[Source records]
* * * *

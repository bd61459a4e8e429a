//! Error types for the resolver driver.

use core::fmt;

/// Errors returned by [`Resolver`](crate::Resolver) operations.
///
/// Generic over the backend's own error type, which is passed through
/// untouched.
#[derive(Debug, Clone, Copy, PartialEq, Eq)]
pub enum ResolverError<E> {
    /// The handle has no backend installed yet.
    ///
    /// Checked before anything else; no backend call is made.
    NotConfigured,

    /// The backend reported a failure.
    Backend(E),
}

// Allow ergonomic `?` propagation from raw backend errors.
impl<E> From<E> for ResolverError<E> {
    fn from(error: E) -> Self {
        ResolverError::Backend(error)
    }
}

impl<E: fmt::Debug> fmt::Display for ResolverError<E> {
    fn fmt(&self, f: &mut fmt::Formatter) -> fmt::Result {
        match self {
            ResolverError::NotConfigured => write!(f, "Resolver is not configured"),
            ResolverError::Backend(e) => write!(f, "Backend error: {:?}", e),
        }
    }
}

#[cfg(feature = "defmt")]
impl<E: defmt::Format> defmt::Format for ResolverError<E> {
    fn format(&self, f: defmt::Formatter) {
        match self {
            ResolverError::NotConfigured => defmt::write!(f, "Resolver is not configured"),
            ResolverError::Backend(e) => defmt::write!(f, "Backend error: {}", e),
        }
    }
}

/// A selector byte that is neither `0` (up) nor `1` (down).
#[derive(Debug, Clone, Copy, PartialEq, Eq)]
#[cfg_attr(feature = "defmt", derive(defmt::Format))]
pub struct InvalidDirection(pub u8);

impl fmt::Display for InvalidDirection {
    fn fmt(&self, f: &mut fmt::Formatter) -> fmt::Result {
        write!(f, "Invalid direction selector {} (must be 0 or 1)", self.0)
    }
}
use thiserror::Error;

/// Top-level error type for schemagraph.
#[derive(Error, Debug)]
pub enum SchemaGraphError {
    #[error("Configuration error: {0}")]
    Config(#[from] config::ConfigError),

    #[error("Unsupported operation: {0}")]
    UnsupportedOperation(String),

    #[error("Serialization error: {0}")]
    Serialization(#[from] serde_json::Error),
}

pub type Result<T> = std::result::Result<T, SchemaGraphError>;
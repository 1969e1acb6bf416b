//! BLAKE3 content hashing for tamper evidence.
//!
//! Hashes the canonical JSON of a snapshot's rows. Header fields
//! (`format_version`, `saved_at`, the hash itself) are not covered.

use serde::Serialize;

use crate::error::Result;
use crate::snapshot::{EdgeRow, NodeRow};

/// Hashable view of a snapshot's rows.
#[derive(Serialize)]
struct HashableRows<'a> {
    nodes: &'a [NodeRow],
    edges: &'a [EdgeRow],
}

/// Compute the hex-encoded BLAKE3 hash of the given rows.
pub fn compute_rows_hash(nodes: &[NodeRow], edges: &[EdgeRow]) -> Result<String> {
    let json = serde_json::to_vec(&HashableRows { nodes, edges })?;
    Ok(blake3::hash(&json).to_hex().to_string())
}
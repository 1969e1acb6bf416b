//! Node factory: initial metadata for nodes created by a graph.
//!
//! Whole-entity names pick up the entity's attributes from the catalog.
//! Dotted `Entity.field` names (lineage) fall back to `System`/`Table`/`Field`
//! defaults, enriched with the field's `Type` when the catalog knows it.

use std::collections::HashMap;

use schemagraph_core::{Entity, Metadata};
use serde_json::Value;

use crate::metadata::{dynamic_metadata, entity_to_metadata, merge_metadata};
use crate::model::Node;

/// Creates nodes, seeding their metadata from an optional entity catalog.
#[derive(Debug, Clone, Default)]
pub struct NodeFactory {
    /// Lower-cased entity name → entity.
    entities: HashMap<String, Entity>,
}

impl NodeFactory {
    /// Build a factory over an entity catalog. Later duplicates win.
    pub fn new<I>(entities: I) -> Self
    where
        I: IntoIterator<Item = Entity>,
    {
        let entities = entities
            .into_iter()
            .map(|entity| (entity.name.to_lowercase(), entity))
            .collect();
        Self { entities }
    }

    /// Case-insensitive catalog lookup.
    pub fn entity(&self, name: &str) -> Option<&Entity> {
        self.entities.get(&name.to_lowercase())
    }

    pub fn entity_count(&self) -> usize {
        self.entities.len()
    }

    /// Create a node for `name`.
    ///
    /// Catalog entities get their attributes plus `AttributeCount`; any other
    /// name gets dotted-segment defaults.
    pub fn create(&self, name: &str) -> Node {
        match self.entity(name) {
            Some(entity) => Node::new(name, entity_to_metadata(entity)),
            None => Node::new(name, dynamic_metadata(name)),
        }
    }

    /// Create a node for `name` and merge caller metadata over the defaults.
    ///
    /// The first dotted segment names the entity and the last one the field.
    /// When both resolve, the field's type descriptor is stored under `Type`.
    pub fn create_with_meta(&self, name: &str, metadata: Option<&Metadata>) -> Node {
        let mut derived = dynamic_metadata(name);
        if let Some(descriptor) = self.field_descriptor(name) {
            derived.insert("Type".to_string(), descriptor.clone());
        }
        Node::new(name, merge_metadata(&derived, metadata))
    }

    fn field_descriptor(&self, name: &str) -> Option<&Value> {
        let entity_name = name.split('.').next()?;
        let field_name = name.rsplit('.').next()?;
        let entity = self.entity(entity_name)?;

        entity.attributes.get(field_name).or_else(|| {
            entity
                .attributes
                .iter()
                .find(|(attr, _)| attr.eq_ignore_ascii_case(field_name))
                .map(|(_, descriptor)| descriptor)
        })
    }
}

* * * *

● **Aim of the exercise**
Please transcribe exactly the lines above from the line that has "pub struct InvalidDirection(pub u8);" up to and including the line that has "use std::collections::HashMap;"; no other line belongs in the answer.

● **Exercise solution**
pub struct InvalidDirection(pub u8);

impl fmt::Display for InvalidDirection {
    fn fmt(&self, f: &mut fmt::Formatter) -> fmt::Result {
        write!(f, "Invalid direction selector {} (must be 0 or 1)", self.0)
    }
}
use thiserror::Error;

/// Top-level error type for schemagraph.
#[derive(Error, Debug)]
pub enum SchemaGraphError {
    #[error("Configuration error: {0}")]
    Config(#[from] config::ConfigError),

    #[error("Unsupported operation: {0}")]
    UnsupportedOperation(String),

    #[error("Serialization error: {0}")]
    Serialization(#[from] serde_json::Error),
}

pub type Result<T> = std::result::Result<T, SchemaGraphError>;
repository 1969e1acb6bf416b
//! BLAKE3 content hashing for tamper evidence.
//!
//! Hashes the canonical JSON of a snapshot's rows. Header fields
//! (`format_version`, `saved_at`, the hash itself) are not covered.

use serde::Serialize;

use crate::error::Result;
use crate::snapshot::{EdgeRow, NodeRow};

/// Hashable view of a snapshot's rows.
#[derive(Serialize)]
struct HashableRows<'a> {
    nodes: &'a [NodeRow],
    edges: &'a [EdgeRow],
}

/// Compute the hex-encoded BLAKE3 hash of the given rows.
pub fn compute_rows_hash(nodes: &[NodeRow], edges: &[EdgeRow]) -> Result<String> {
    let json = serde_json::to_vec(&HashableRows { nodes, edges })?;
    Ok(blake3::hash(&json).to_hex().to_string())
}
repository 1969e1acb6bf416b
//! Node factory: initial metadata for nodes created by a graph.
//!
//! Whole-entity names pick up the entity's attributes from the catalog.
//! Dotted `Entity.field` names (lineage) fall back to `System`/`Table`/`Field`
//! defaults, enriched with the field's `Type` when the catalog knows it.

use std::collections::HashMap;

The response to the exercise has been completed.